No futebol e até na vida existe aquela velha frase: “time que está ganhando não se mexe”. Mas, quando o assunto é Copa do Mundo, essa lógica parece se transformar em uma maldição que anda tirando o sono até de Lionel Messi.
Quando uma seleção conquista a Copa, o país para. Os jogadores entram para a história, viram heróis eternos e a festa parece não ter fim.
O problema começa na edição seguinte do Mundial. Com frequência, o atual campeão faz uma campanha decepcionante e acaba eliminado muito antes do esperado.
A bola da vez é a Argentina. A equipe de Messi e companhia chega a 2026 como atual campeã do mundo e tenta escapar de um roteiro que se repetiu várias vezes nas últimas décadas.
A maldição nas últimas Copas
A chamada “maldição do campeão” ganhou força após uma sequência impressionante de eliminações precoces de seleções campeãs mundiais.
A França, campeã em 1998, caiu ainda na fase de grupos em 2002.
O mesmo aconteceu com a Itália, vencedora em 2006 e eliminada na primeira fase em 2010.
Depois, a Espanha repetiu o roteiro ao cair na fase de grupos em 2014, apenas quatro anos após conquistar o título de 2010.
Já a Alemanha, campeã em 2014, também não passou da fase inicial da Copa de 2018.

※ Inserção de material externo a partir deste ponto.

//! Text rendering: `(x,y,z)`.
//!
//! The caller's precision and `+` flag are applied to each component as if
//! it were printed alone. Width, fill and alignment apply to the whole
//! vector. The text is assembled in a local buffer and only then written out.

use std::fmt::{self, Write as _};

use crate::config::FormatOptions;
use crate::vector::Vec3;

macro_rules! text_impl {
    ($trait:ident, $plain:literal, $plus:literal, $prec:literal, $plus_prec:literal) => {
        impl<T: fmt::$trait> fmt::$trait for Vec3<T> {
            fn fmt(&self, f: &mut fmt::Formatter<'_>) -> fmt::Result {
                let mut buf = String::new();
                buf.push('(');
                for (i, c) in [&self.x, &self.y, &self.z].into_iter().enumerate() {
                    if i > 0 {
                        buf.push(',');
                    }
                    match (f.sign_plus(), f.precision()) {
                        (false, None) => write!(buf, $plain, c)?,
                        (true, None) => write!(buf, $plus, c)?,
                        (false, Some(p)) => write!(buf, $prec, p, c)?,
                        (true, Some(p)) => write!(buf, $plus_prec, p, c)?,
                    }
                }
                buf.push(')');
                pad_whole(f, &buf)
            }
        }
    };
}

text_impl!(Display, "{}", "{:+}", "{:.*}", "{:+.*}");
text_impl!(LowerExp, "{:e}", "{:+e}", "{:.*e}", "{:+.*e}");
text_impl!(UpperExp, "{:E}", "{:+E}", "{:.*E}", "{:+.*E}");

/// Writes `text` honoring width, fill and alignment but not precision
/// (`Formatter::pad` would truncate to the precision). Right-aligned by
/// default, like numbers.
fn pad_whole(f: &mut fmt::Formatter<'_>, text: &str) -> fmt::Result {
    let Some(width) = f.width() else {
        return f.write_str(text);
    };
    let len = text.chars().count();
    if len >= width {
        return f.write_str(text);
    }

    let pad = width - len;
    let (before, after) = match f.align() {
        Some(fmt::Alignment::Left) => (0, pad),
        Some(fmt::Alignment::Center) => (pad / 2, pad - pad / 2),
        Some(fmt::Alignment::Right) | None => (pad, 0),
    };

    let fill = f.fill();
    for _ in 0..before {
        f.write_char(fill)?;
    }
    f.write_str(text)?;
    for _ in 0..after {
        f.write_char(fill)?;
    }
    Ok(())
}

impl<T> Vec3<T>
where
    T: fmt::Display + fmt::LowerExp + fmt::UpperExp,
{
    /// Renders with an explicit formatting context instead of a format string.
    pub fn to_string_with(&self, options: &FormatOptions) -> String {
        options.render(self)
    }
}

Nos tempos modernos, a França foi a grande exceção. Após vencer a Croácia e conquistar a Copa de 2018, a seleção de Kylian Mbappé chegou novamente à final em 2022 e terminou com o vice-campeonato, quebrando parcialmente a sequência da “maldição”.
Brasil e maldição
Após conquistar o pentacampeonato em 2002, a Seleção Brasileira chegou à Copa de 2006 cercada de expectativas, mas acabou eliminada nas quartas de final pela França.

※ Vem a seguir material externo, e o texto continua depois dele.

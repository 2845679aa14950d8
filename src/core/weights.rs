/// Weight applied to a ranked preference by its position in the caller's list.
/// The first choice counts 50x more than the fifteenth; anything past the table weighs nothing.
pub const RANK_WEIGHTS: [f64; 15] = [
    25.0, 20.0, 16.0, 13.0, 10.0, 8.0, 6.0, 5.0, 4.0, 3.0, 2.5, 2.0, 1.5, 1.0, 0.5,
];

/// Fixed probability credited to an activity the camp offers
pub const ADVENTURE_FACTOR: f64 = 0.75;

/// Weight for a 0-indexed rank position, 0 beyond the table
#[inline]
pub fn rank_weight(position: usize) -> f64 {
    RANK_WEIGHTS.get(position).copied().unwrap_or(0.0)
}

/// Ideal-travel-month slot declared by a camp
#[derive(Debug, Clone, Copy, PartialEq, Eq)]
pub enum MonthSlot {
    Best,
    Second,
    Third,
}

impl MonthSlot {
    pub const ALL: [MonthSlot; 3] = [MonthSlot::Best, MonthSlot::Second, MonthSlot::Third];

    /// Flat bonus awarded when the slot's month is the caller's first choice
    pub fn bonus(&self) -> f64 {
        match self {
            MonthSlot::Best => 3.0,
            MonthSlot::Second => 2.0,
            MonthSlot::Third => 1.0,
        }
    }
}

#[cfg(test)]
mod tests {
    use super::*;

    #[test]
    fn test_rank_weight_table() {
        assert_eq!(rank_weight(0), 25.0);
        assert_eq!(rank_weight(4), 10.0);
        assert_eq!(rank_weight(10), 2.5);
        assert_eq!(rank_weight(14), 0.5);
    }

    #[test]
    fn test_rank_weight_exhausted() {
        assert_eq!(rank_weight(15), 0.0);
        assert_eq!(rank_weight(usize::MAX), 0.0);
    }

    #[test]
    fn test_weights_descend() {
        assert!(RANK_WEIGHTS.windows(2).all(|w| w[0] > w[1]));
        assert_eq!(RANK_WEIGHTS.iter().sum::<f64>(), 117.5);
    }

    #[test]
    fn test_month_bonus() {
        let bonuses: Vec<f64> = MonthSlot::ALL.iter().map(MonthSlot::bonus).collect();
        assert_eq!(bonuses, vec![3.0, 2.0, 1.0]);
    }
}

Embora não tenha caído na fase de grupos, como aconteceu com outros campeões, o desempenho ficou abaixo do esperado para quem defendia o título.
Já em 1998, o Brasil chegou à final como atual campeão da Copa de 1994, mas perdeu para a França por 3 a 0.
Por outro lado, o país escapou de eliminações precoces que atingiram França, Itália, Espanha e Alemanha nas edições seguintes aos seus títulos.